The present work aims to optimize and assess the Cisplatin (CIS) and Quercetin (QCT)-loaded biodegradable polymeric nanomicelles (PNM). The development of a quantitative method for the estimation of CIS and QCT in pharmaceutical dosage form was another objective. The aluminum plates coated with silica gel F254 used for separation of both the drugs employing Toluene: Methanol: Ethyl acetate: DMF: Triethylamine (5:0.5:3.5:1:1 drop % v/v/v/v/v) as mobile phase. Results of the validation parameter indicate that the developed method was precise, accurate, and robust. CIS and QCT-loaded PNM formulated using solvent evaporation technique employing poly lactic-co-glycolic acid (PLGA) 50:50. The Quality by Design (QbD) was accomplished to identify the critical manufacturing attributes and critical process parameters.
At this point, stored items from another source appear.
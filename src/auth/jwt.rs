use std::time::Duration;

use axum::{
    async_trait,
    extract::{FromRef, FromRequestParts},
    http::{request::Parts, StatusCode},
};
use jsonwebtoken::{decode, encode, DecodingKey, EncodingKey, Header, Validation};
use serde::{Deserialize, Serialize};
use time::{Duration as TimeDuration, OffsetDateTime};
use tracing::{debug, warn};
use uuid::Uuid;

use crate::auth::repo_types::User;
use crate::state::AppState;

/// Token payload: subject id and email, valid for a short fixed window.
/// Tokens are stateless; validity is signature plus expiry, nothing else.
#[derive(Debug, Clone, Serialize, Deserialize)]
pub struct Claims {
    pub sub: Uuid,
    pub email: String,
    pub iat: usize,
    pub exp: usize,
}

/// Signing and verification keys derived from the process-wide secret.
#[derive(Clone)]
pub struct JwtKeys {
    pub encoding: EncodingKey,
    pub decoding: DecodingKey,
    pub ttl: Duration,
}

impl FromRef<AppState> for JwtKeys {
    fn from_ref(state: &AppState) -> Self {
        let jwt = &state.config.jwt;
        Self {
            encoding: EncodingKey::from_secret(jwt.secret.as_bytes()),
            decoding: DecodingKey::from_secret(jwt.secret.as_bytes()),
            ttl: Duration::from_secs((jwt.ttl_minutes as u64) * 60),
        }
    }
}

impl JwtKeys {
    pub fn sign(&self, user_id: Uuid, email: &str) -> anyhow::Result<String> {
        let now = OffsetDateTime::now_utc();
        let exp = now + TimeDuration::seconds(self.ttl.as_secs() as i64);
        let claims = Claims {
            sub: user_id,
            email: email.to_string(),
            iat: now.unix_timestamp() as usize,
            exp: exp.unix_timestamp() as usize,
        };
        let token = encode(&Header::default(), &claims, &self.encoding)?;
        debug!(user_id = %user_id, "jwt signed");
        Ok(token)
    }

    pub fn verify(&self, token: &str) -> anyhow::Result<Claims> {
        let validation = Validation::default();
        let data = decode::<Claims>(token, &self.decoding, &validation)?;
        debug!(user_id = %data.claims.sub, "jwt verified");
        Ok(data.claims)
    }
}

/// Bearer-token extractor for protected routes. Revalidates signature and
/// expiry, then re-resolves the subject against the user table so a token
/// for a vanished account is rejected.
pub struct AuthUser(pub Uuid);

#[async_trait]
impl FromRequestParts<AppState> for AuthUser {
    type Rejection = (StatusCode, String);

    async fn from_request_parts(
        parts: &mut Parts,
        state: &AppState,
    ) -> Result<Self, Self::Rejection> {
        let keys = JwtKeys::from_ref(state);
        let auth_header = parts
            .headers
            .get(axum::http::header::AUTHORIZATION)
            .and_then(|v| v.to_str().ok())
            .ok_or((
                StatusCode::UNAUTHORIZED,
                "Missing Authorization header".to_string(),
            ))?;

        let token = auth_header.strip_prefix("Bearer ").ok_or((
            StatusCode::UNAUTHORIZED,
            "Invalid Authorization header".to_string(),
        ))?;

        let claims = match keys.verify(token) {
            Ok(c) => c,
            Err(_) => {
                warn!("invalid or expired token");
                return Err((
                    StatusCode::UNAUTHORIZED,
                    "Invalid or expired token".to_string(),
                ));
            }
        };

        match User::find_by_id(&state.db, claims.sub).await {
            Ok(Some(_)) => Ok(AuthUser(claims.sub)),
            Ok(None) => {
                warn!(user_id = %claims.sub, "token subject has no user record");
                Err((StatusCode::UNAUTHORIZED, "User not found".to_string()))
            }
            Err(e) => {
                warn!(error = %e, "user lookup failed during token check");
                Err((
                    StatusCode::INTERNAL_SERVER_ERROR,
                    "Internal server error".to_string(),
                ))
            }
        }
    }
}

#[cfg(test)]
mod tests {
    use super::*;

    fn make_keys() -> JwtKeys {
        JwtKeys::from_ref(&AppState::fake())
    }

    #[tokio::test]
    async fn sign_and_verify_roundtrip() {
        let keys = make_keys();
        let user_id = Uuid::new_v4();
        let token = keys.sign(user_id, "a@x.com").expect("sign");
        let claims = keys.verify(&token).expect("verify");
        assert_eq!(claims.sub, user_id);
        assert_eq!(claims.email, "a@x.com");
    }

    #[tokio::test]
    async fn tokens_carry_the_configured_window() {
        let keys = make_keys();
        let token = keys.sign(Uuid::new_v4(), "a@x.com").expect("sign");
        let claims = keys.verify(&token).expect("verify");
        // fake() configures a 15 minute ttl
        assert_eq!(claims.exp - claims.iat, 15 * 60);
    }

    #[tokio::test]
    async fn verify_rejects_expired_token() {
        let keys = make_keys();
        let past = (OffsetDateTime::now_utc() - TimeDuration::hours(2)).unix_timestamp() as usize;
        let claims = Claims {
            sub: Uuid::new_v4(),
            email: "a@x.com".into(),
            iat: past,
            exp: past + 60,
        };
        let token = encode(&Header::default(), &claims, &keys.encoding).expect("encode");
        assert!(keys.verify(&token).is_err());
    }

    #[tokio::test]
    async fn verify_rejects_token_signed_with_other_secret() {
        let keys = make_keys();
        let other = EncodingKey::from_secret(b"some-other-secret");
        let now = OffsetDateTime::now_utc().unix_timestamp() as usize;
        let claims = Claims {
            sub: Uuid::new_v4(),
            email: "a@x.com".into(),
            iat: now,
            exp: now + 900,
        };
        let token = encode(&Header::default(), &claims, &other).expect("encode");
        assert!(keys.verify(&token).is_err());
    }

    #[tokio::test]
    async fn verify_rejects_garbage() {
        let keys = make_keys();
        assert!(keys.verify("not.a.jwt").is_err());
    }
}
Optimization of the formulation was performed by central composite design using particle size and % encapsulation efficiency as dependent variables. The amount of PLGA and Span selected as independent variables. Statistically substantial variables identified using regression analysis and analysis of variance. A diffusion study revealed that optimized nanomicelles were capable to sustain the drug release up to 8h. Zeta sizer, TEM confirmed the stability and nano-sized nanoparticles. CIS-QCT PNM was found to be an alternate route to systemic treatment.